Autore:  Kilian-Vieth-Ditlmann


Automating administration processes promises efficiency. Yet the procedures often put vulnerable people at a disadvantage, as shown by a number of examples throughout Europe. We’ll explain why using automation systems in the domain of public administration can be especially problematic and how risks may be detected at an early stage.

In its coalition agreement, Germany’s Federal Government has declared its commitment to modernize governmental structures and processes. To realize this goal, it plans to deploy AI systems for automated decision-making (ADM) in public institutions. These are intended to automatically process tax reports and social welfare applications, to recognize fraud attempts, to create job placement profiles for unemployed clients, to support policing, and to answer citizens’ enquiries by using chat bots. At best, AI can relieve authorities and improve their service.

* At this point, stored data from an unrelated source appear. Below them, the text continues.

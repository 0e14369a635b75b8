use std::fs::File;
use std::path::PathBuf;
use std::process::{Child, ChildStdin, ChildStdout, Command, Stdio};

use anyhow::{anyhow, Context};
use tracing::{debug, instrument, warn};

use crate::transport::{Message, PlayerLink, Transport, TransportError};

/// Where a player's standard error goes.
#[derive(Debug, Clone, PartialEq, Eq)]
pub enum LogSink {
    Discard,
    /// Inherit the arbiter's standard error.
    Forward,
    /// Created (or truncated) at spawn time.
    File(PathBuf),
}

impl LogSink {
    fn stdio(&self) -> anyhow::Result<Stdio> {
        Ok(match self {
            LogSink::Discard => Stdio::null(),
            LogSink::Forward => Stdio::inherit(),
            LogSink::File(path) => {
                let file = File::create(path)
                    .with_context(|| format!("cannot open log file {}", path.display()))?;
                Stdio::from(file)
            }
        })
    }
}

/// Something that can start players. Lets the tournament run without real processes in tests.
pub trait Launcher {
    type Link: PlayerLink;

    fn launch(&self, command: &str, stderr: &LogSink) -> anyhow::Result<Self::Link>;
}

/// Starts each player as `/bin/sh -c <command>`.
#[derive(Debug, Clone, Copy, Default)]
pub struct ShellLauncher;

impl Launcher for ShellLauncher {
    type Link = ClientHandler;

    fn launch(&self, command: &str, stderr: &LogSink) -> anyhow::Result<ClientHandler> {
        ClientHandler::spawn(command, stderr)
    }
}

/// A player running as a child process, wired to the arbiter through two private pipes.
///
/// The child is shut down exactly once: by [`PlayerLink::quit`], or on drop if that never
/// happened.
#[derive(Debug)]
pub struct ClientHandler {
    command: String,
    child: Child,
    transport: Transport<ChildStdout, ChildStdin>,
    cleaned_up: bool,
}

impl ClientHandler {
    #[instrument(skip(stderr))]
    pub fn spawn(command: &str, stderr: &LogSink) -> anyhow::Result<ClientHandler> {
        let mut child = Command::new("/bin/sh")
            .arg("-c")
            .arg(command)
            .stdin(Stdio::piped())
            .stdout(Stdio::piped())
            .stderr(stderr.stdio()?)
            .spawn()
            .with_context(|| format!("could not spawn '{command}'"))?;

        let (Some(stdin), Some(stdout)) = (child.stdin.take(), child.stdout.take()) else {
            let _ = child.kill();
            let _ = child.wait();
            return Err(anyhow!("child pipes for '{command}' are missing"));
        };
        debug!(pid = child.id(), "player spawned");

        Ok(ClientHandler {
            command: command.to_owned(),
            child,
            transport: Transport::new(stdout, stdin),
            cleaned_up: false,
        })
    }

    pub fn id(&self) -> u32 {
        self.child.id()
    }
}

impl PlayerLink for ClientHandler {
    fn write_line(&mut self, line: &str) -> Result<(), TransportError> {
        self.transport.write_line(line)
    }

    fn read_line(&mut self) -> Result<Vec<u8>, TransportError> {
        self.transport.read_line()
    }

    fn quit(&mut self) {
        if self.cleaned_up {
            return;
        }
        self.cleaned_up = true;

        // the player may already be gone
        if let Err(e) = self.transport.send(Message::Quit) {
            debug!(command = %self.command, "could not send Quit: {e}");
        }
        self.transport.close_writer();
        match self.child.wait() {
            Ok(status) if status.success() => {
                debug!(pid = self.id(), command = %self.command, "player exited normally");
            }
            Ok(status) => {
                warn!(pid = self.id(), command = %self.command, "player did not exit normally: {status}");
            }
            Err(e) => warn!(command = %self.command, "could not wait for player: {e}"),
        }
        self.transport.close_reader();
    }
}

impl Drop for ClientHandler {
    fn drop(&mut self) {
        self.quit();
    }
}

So far, so good. Some European countries are already far more advanced in their digitalization processes than Germany. Yet by looking at these countries, we can observe possible problems caused by automatization in this sector.

System errors

Soizic Pénicaud organized trainings for people in close contact with beneficiaries for the French welfare management. Once, such a case worker told her about people having trouble with the request handling system. The only advice she would give them was “there’s nothing you can do, it’s the algorithm’s fault.” Pénicaud, a digital rights researcher, was taken aback. Not only did she know that algorithmic systems could be held accountable, she also knew how to do it.